Mike Douglas had a daytime talk show from 1961 to 1982. He once said he knew the end of his show was near when the Chicago affiliate that aired the show moved it from around 3 PM to around 3 AM, and the number of people watching increased. When there are fewer people who want to watch your show in mid-afternoon than when it’s time to milk the cows, the end is nigh.
The Mike Douglas Show was one of the more notable shows in TV history, even though no one noticed at the time. It was the first syndicated talk show; it was the first syndicated daytime talk show to win an Emmy; Douglas was the first talk show host to earn over a million dollars a year. The face of television today is significantly different because of what Mike Douglas hath wrought.

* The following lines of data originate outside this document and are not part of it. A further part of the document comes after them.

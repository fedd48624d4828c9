//! Camera control surface: the focus operations the controller drives.
//!
//! The controller never talks to hardware directly. Anything that can report
//! its focus mode, start a focus pass, and cancel one can be driven.

pub mod sim;

use crate::error::{Error, Result};
use serde::{Deserialize, Serialize};

/// Completion callback for one focus pass. Invoked exactly once with
/// whether the camera reports the pass as focused.
pub type FocusCallback = Box<dyn FnOnce(bool) + Send + 'static>;

// ---------------------------------------------------------------------------
// Focus mode
// ---------------------------------------------------------------------------

/// Focus mode currently configured on the camera.
#[derive(Debug, Clone, Copy, PartialEq, Eq, Hash, Serialize, Deserialize)]
#[serde(rename_all = "kebab-case")]
pub enum FocusMode {
    /// Single-shot autofocus, triggered by the application.
    Auto,
    /// Close-up autofocus, triggered by the application.
    Macro,
    /// Camera refocuses on its own, tuned for stills.
    ContinuousPicture,
    /// Camera refocuses on its own, tuned for video.
    ContinuousVideo,
    /// Extended depth of field; no focusing.
    Edof,
    Fixed,
    Infinity,
}

impl FocusMode {
    pub const ALL: [FocusMode; 7] = [
        FocusMode::Auto,
        FocusMode::Macro,
        FocusMode::ContinuousPicture,
        FocusMode::ContinuousVideo,
        FocusMode::Edof,
        FocusMode::Fixed,
        FocusMode::Infinity,
    ];

    /// Does this mode need the application to trigger each focus pass?
    pub fn calls_autofocus(self) -> bool {
        matches!(self, FocusMode::Auto | FocusMode::Macro)
    }
}

impl std::fmt::Display for FocusMode {
    fn fmt(&self, f: &mut std::fmt::Formatter<'_>) -> std::fmt::Result {
        let s = match self {
            FocusMode::Auto => "auto",
            FocusMode::Macro => "macro",
            FocusMode::ContinuousPicture => "continuous-picture",
            FocusMode::ContinuousVideo => "continuous-video",
            FocusMode::Edof => "edof",
            FocusMode::Fixed => "fixed",
            FocusMode::Infinity => "infinity",
        };
        write!(f, "{s}")
    }
}

impl std::str::FromStr for FocusMode {
    type Err = Error;

    fn from_str(s: &str) -> Result<Self> {
        FocusMode::ALL
            .into_iter()
            .find(|mode| mode.to_string() == s)
            .ok_or_else(|| Error::Other(format!("unknown focus mode: {s}")))
    }
}

// ---------------------------------------------------------------------------
// Control surface
// ---------------------------------------------------------------------------

/// The camera operations the autofocus controller needs.
///
/// Implementations may invoke the focus callback from any thread, including
/// synchronously from inside [`FocusControl::request_focus`].
pub trait FocusControl: Send + Sync {
    /// Focus mode the camera is currently configured with.
    fn focus_mode(&self) -> FocusMode;

    /// Whether the current mode supports repeatedly triggered autofocus.
    fn supports_continuous_autofocus(&self) -> bool {
        self.focus_mode().calls_autofocus()
    }

    /// Start one focus pass. `on_result` fires exactly once when it completes.
    ///
    /// # Errors
    ///
    /// Returns [`Error::Camera`] when the hardware refuses to start focusing.
    fn request_focus(&self, on_result: FocusCallback) -> Result<()>;

    /// Cancel any outstanding focus pass. Must tolerate nothing outstanding.
    fn cancel_focus(&self) -> Result<()>;
}

#[cfg(test)]
mod tests {
    use super::*;

    #[test]
    fn only_auto_and_macro_call_autofocus() {
        let calling: Vec<_> = FocusMode::ALL
            .into_iter()
            .filter(|m| m.calls_autofocus())
            .collect();
        assert_eq!(calling, vec![FocusMode::Auto, FocusMode::Macro]);
    }

    #[test]
    fn focus_mode_parses_its_display_name() {
        for mode in FocusMode::ALL {
            assert_eq!(mode.to_string().parse::<FocusMode>().unwrap(), mode);
        }
        assert!("sharp".parse::<FocusMode>().is_err());
    }
}
use autofocus_rs::config::Config;
use autofocus_rs::error::Error;
use std::time::Duration;

// Env-var tests share process state, so they run as one test.
#[test]
fn config_from_env() {
    unsafe {
        std::env::remove_var("AUTOFOCUS_INTERVAL_MS");
        std::env::remove_var("LOG_LEVEL");
    }
    let config = Config::from_env().unwrap();
    assert_eq!(config.interval, Duration::from_millis(2000));
    assert_eq!(config.log_level, "info");

    unsafe {
        std::env::set_var("AUTOFOCUS_INTERVAL_MS", "1500");
        std::env::set_var("LOG_LEVEL", "debug");
    }
    let config = Config::from_env().unwrap();
    assert_eq!(config.interval, Duration::from_millis(1500));
    assert_eq!(config.autofocus().interval, Duration::from_millis(1500));
    assert_eq!(config.log_level, "debug");

    for bad in ["0", "-5", "soon"] {
        unsafe {
            std::env::set_var("AUTOFOCUS_INTERVAL_MS", bad);
        }
        assert!(matches!(Config::from_env(), Err(Error::Config(_))), "{bad}");
    }

    // Clean up
    unsafe {
        std::env::remove_var("AUTOFOCUS_INTERVAL_MS");
        std::env::remove_var("LOG_LEVEL");
    }
}

#[test]
fn config_from_toml() {
    let config = Config::from_toml_str(
        r#"
        interval_ms = 750
        otel_endpoint = "http://localhost:4317"
        "#,
    )
    .unwrap();
    assert_eq!(config.interval, Duration::from_millis(750));
    assert_eq!(config.otel_endpoint.as_deref(), Some("http://localhost:4317"));
    assert_eq!(config.log_level, "info");
}

#[test]
fn empty_toml_uses_defaults() {
    let config = Config::from_toml_str("").unwrap();
    assert_eq!(config.interval, Duration::from_millis(2000));
    assert!(config.otel_endpoint.is_none());
}

#[test]
fn config_from_toml_rejects_bad_values() {
    assert!(matches!(Config::from_toml_str("interval_ms = 0"), Err(Error::Config(_))));
    assert!(matches!(Config::from_toml_str("interval = 10"), Err(Error::Config(_))));
    assert!(matches!(Config::from_toml_str("interval_ms = \"fast\""), Err(Error::Config(_))));
}

#[test]
fn missing_config_file_is_a_config_error() {
    let path = std::env::temp_dir().join("autofocus-missing-config.toml");
    assert!(matches!(Config::from_file(&path), Err(Error::Config(_))));
}
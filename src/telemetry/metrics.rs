//! Metric instruments for the autofocus controller.
//!
//! Built from the `"autofocus-rs"` meter on the global `MeterProvider`; they
//! are no-ops until telemetry installs one.

use opentelemetry::metrics::{Counter, Meter};

fn meter() -> Meter {
    opentelemetry::global::meter("autofocus-rs")
}

/// Counter: focus requests issued to the camera, including failed ones.
pub fn focus_requests() -> Counter<u64> {
    meter()
        .u64_counter("autofocus.focus.requests")
        .with_description("Focus requests issued to the camera")
        .build()
}

/// Counter: focus results delivered by the camera.
/// Labels: `success`.
pub fn focus_results() -> Counter<u64> {
    meter()
        .u64_counter("autofocus.focus.results")
        .with_description("Focus results delivered by the camera")
        .build()
}

/// Counter: delayed re-arms that went on to request focus.
pub fn rearms() -> Counter<u64> {
    meter()
        .u64_counter("autofocus.rearms")
        .with_description("Re-arm timers that fired while active")
        .build()
}

/// Counter: camera errors absorbed by the controller.
/// Labels: `operation` ("request_focus" | "cancel_focus").
pub fn camera_errors() -> Counter<u64> {
    meter()
        .u64_counter("autofocus.camera.errors")
        .with_description("Camera errors absorbed while focusing")
        .build()
}
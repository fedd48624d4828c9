//! Error types for autofocus-rs.

use thiserror::Error;

#[derive(Debug, Error)]
pub enum Error {
    /// The camera reported a fault while focusing or cancelling.
    #[error("camera error: {0}")]
    Camera(String),

    #[error("no tokio runtime available to schedule autofocus")]
    NoRuntime,

    #[error("config error: {0}")]
    Config(String),

    #[error("{0}")]
    Other(String),
}

pub type Result<T> = std::result::Result<T, Error>;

The key to Douglas’ success was that he seemed like a typical guy meeting the vast array of celebrities that passed through his studio set. Because of his non-confrontational style, he was able to attract every kind of celebrity - from Richard Nixon to John Lennon, from George Carlin to Charo. A three-year old Tiger Woods appeared on the show in 1978. Mike Douglas may have been a pro-establishment square, but guests included Jerry Rubin and Ralph Nader. The show featured musical acts such as KISS and The Rolling Stones, everything from ABBA to Zappa.
I don’t mean to say that Douglas was a no-talent. He was a successful crooner with the Kay Kyser band, and he had some comedic talent (I recall being amused by a bespectacled character he played regularly called Tuttle, I think). Douglas certainly had more talent than many of today’s talk show hosts, some of whome are solely interested in yelling louder than their guests or telling them to shut up.
But that’s not what made The Mike Douglas Show great. He wasn’t as incisive an interviewer as Johnny Carson, or as probing as Mike Wallace, but he made average Americans feel as though they had access to important people, and that someone was asking the questions they wanted to ask.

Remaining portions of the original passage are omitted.